What concerns me most about the Government's programme is the lack of focus on economic recovery, which the First Minister said is central to the programme for the coming year. If so, why are there no details of how the Government plans to make progress on the Scottish investment bank, which was launched with a headline in April? Delay on that is costing Scottish business. For example, the Scottish economy is not getting access to funds that other devolved Administrations are taking advantage of, such as funds from the joint European resources for micro to medium enterprises and the joint European support for sustainable investment in city areas programmes, or European investment funds. Rather than focus on Scotland's economic needs, the Government remains obsessed with steering Scotland into the sterile backwater where its flagship referendum policy is sinking. Scotland does not need at this stage a damaging debate on independence and referendums. We certainly need a stable environment to encourage investment; we do not need uncertainty about whether there will be a referendum and whether we will separate from our main trading partner, the rest of the United Kingdom. That would discourage investment.

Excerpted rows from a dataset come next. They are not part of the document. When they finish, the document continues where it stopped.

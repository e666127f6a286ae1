//! Multi-layer perceptron
use std::fmt;
use std::iter;
use tch::{
    nn::{self, Linear, LinearConfig, Module, Path},
    Tensor,
};

/// Activation functions.
#[derive(Debug, Clone, Copy, PartialEq, Eq, Hash)]
pub enum Activation {
    /// No transformation
    Identity,
    /// Rectified linear
    Relu,
    /// Hyperbolic tangent
    Tanh,
}

impl Default for Activation {
    fn default() -> Self {
        Self::Tanh
    }
}

impl Activation {
    /// The function pointer for this activation function if not the identity function.
    #[inline]
    pub fn maybe_function(self) -> Option<fn(&Tensor) -> Tensor> {
        match self {
            Self::Identity => None,
            Self::Relu => Some(Tensor::relu),
            Self::Tanh => Some(Tensor::tanh),
        }
    }
}

/// Configuration for the [`Mlp`] module.
#[derive(Debug, Clone)]
pub struct MlpConfig {
    /// Sizes of the hidden layers
    pub hidden_sizes: Vec<usize>,
    /// Activation function between hidden layers.
    pub activation: Activation,
    /// Activation function on the output.
    pub output_activation: Activation,
    /// Configuration for the linear layers
    pub linear_config: LinearConfig,
}

impl Default for MlpConfig {
    fn default() -> Self {
        Self {
            hidden_sizes: vec![64, 64],
            activation: Activation::Tanh,
            output_activation: Activation::Identity,
            linear_config: LinearConfig::default(),
        }
    }
}

impl MlpConfig {
    pub fn build_module(&self, vs: &Path, in_dim: usize, out_dim: usize) -> Mlp {
        Mlp::new(vs, in_dim, out_dim, self)
    }
}

/// Multi-layer perceptron
pub struct Mlp {
    layers: Vec<Linear>,
    activation: Option<fn(&Tensor) -> Tensor>,
    output_activation: Option<fn(&Tensor) -> Tensor>,
}

impl fmt::Debug for Mlp {
    fn fmt(&self, f: &mut fmt::Formatter) -> fmt::Result {
        f.debug_struct("Mlp")
            .field("num_layers", &self.layers.len())
            .finish()
    }
}

impl Mlp {
    pub fn new(vs: &Path, in_dim: usize, out_dim: usize, config: &MlpConfig) -> Self {
        let in_dims = iter::once(&in_dim).chain(&config.hidden_sizes);
        let out_dims = config.hidden_sizes.iter().chain(iter::once(&out_dim));

        let layers: Vec<_> = in_dims
            .zip(out_dims)
            .enumerate()
            .map(|(i, (in_, out_))| {
                nn::linear(
                    vs / format!("layer_{}", i),
                    *in_ as i64,
                    *out_ as i64,
                    config.linear_config,
                )
            })
            .collect();

        Self {
            layers,
            activation: config.activation.maybe_function(),
            output_activation: config.output_activation.maybe_function(),
        }
    }

    pub fn forward(&self, input: &Tensor) -> Tensor {
        let mut iter_layers = self.layers.iter();
        // There is always at least the output layer
        let mut hidden = match iter_layers.next() {
            Some(layer) => layer.forward(input),
            None => input.shallow_clone(),
        };
        for layer in iter_layers {
            if let Some(activation) = self.activation {
                hidden = activation(&hidden);
            }
            hidden = layer.forward(&hidden);
        }
        if let Some(output_activation) = self.output_activation {
            hidden = output_activation(&hidden);
        }
        hidden
    }
}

Members have already referred to the proposal for a council tax abolition bill, but the point bears repeating. In the corresponding debate last year, Nicola Sturgeon said:

"Today, we have confirmed our commitment to introduce a bill to abolish the council tax and introduce a fairer local income tax that is based on the ability to pay."

She went on to say:

"We believe that it is the duty of everyone who believes in fair, progressive taxation to back that bill when it comes before the Parliament."—[Official Report, 3 September 2008; c 10330.]

We know that the only members of the Parliament who got the chance to back it were those sitting around Alex Salmond's Cabinet table, and they dumped it.

In February, John Swinney told the Parliament:

"In short, we cannot put together a stable majority to enable us successfully to steer detailed local income tax legislation through this Parliament. … The Cabinet has therefore decided not to introduce legislation to abolish the unfair council tax and replace it with a local income tax".—[Official Report, 11 February 2009; c 14896.]

There was more support in the Parliament for a local income tax and abolishing the council tax than there is for a referendum. Parliament has already expressed its opposition to a referendum, so the Government should stop wasting its time and the time of its officials, the Parliament and its committees and civic Scotland and ditch now a bill that has no chance of being passed. Instead, it should concentrate on jobs and the economy.

Rob Gibson (Highlands and Islands) (SNP):

Despite tales of gloom from members on the Opposition benches in the wake of the world recession in which the UK Government has played a less than glorious part, it is time to look at some pointers towards a more confident mood in Scotland at present. For example, an article entitled "Mood of Optimism Hitting the Beef Sector" in The Scotsman today quotes Iain Clark of the Clydesdale Bank:

"He … believed that the drift out of cattle may be slowed down because of the current low prices being received for cereals, with little financial incentive for cattle men to move into grain production."

Sales of beef in the shops have fallen by 5 per cent, but people have not gone for cheaper cuts and spend on beef has risen. People are sticking with Scottish beef, which is a good sign. I attended the Lairg sheep sales in the middle of August where the record prices that were paid put smiles on crofters' and farmers' faces.

The Cabinet Secretary for Rural Affairs and the Environment has ensured that by 2010 there will be a 38 per cent increase in less favoured area support scheme payments to fragile and very fragile areas, with a promise to review the whole system.

Johann Lamont:

Has the member discussed with the Minister for Environment her comments that she is losing patience with crofters, and will he urge her to take a more co-operative approach to crofters at this time to ensure that there are solutions that meet their demands?

Rob Gibson:

In a minute or two, I will come to precisely the question of what the crofting issue is, and I think that I will have an answer for the member then.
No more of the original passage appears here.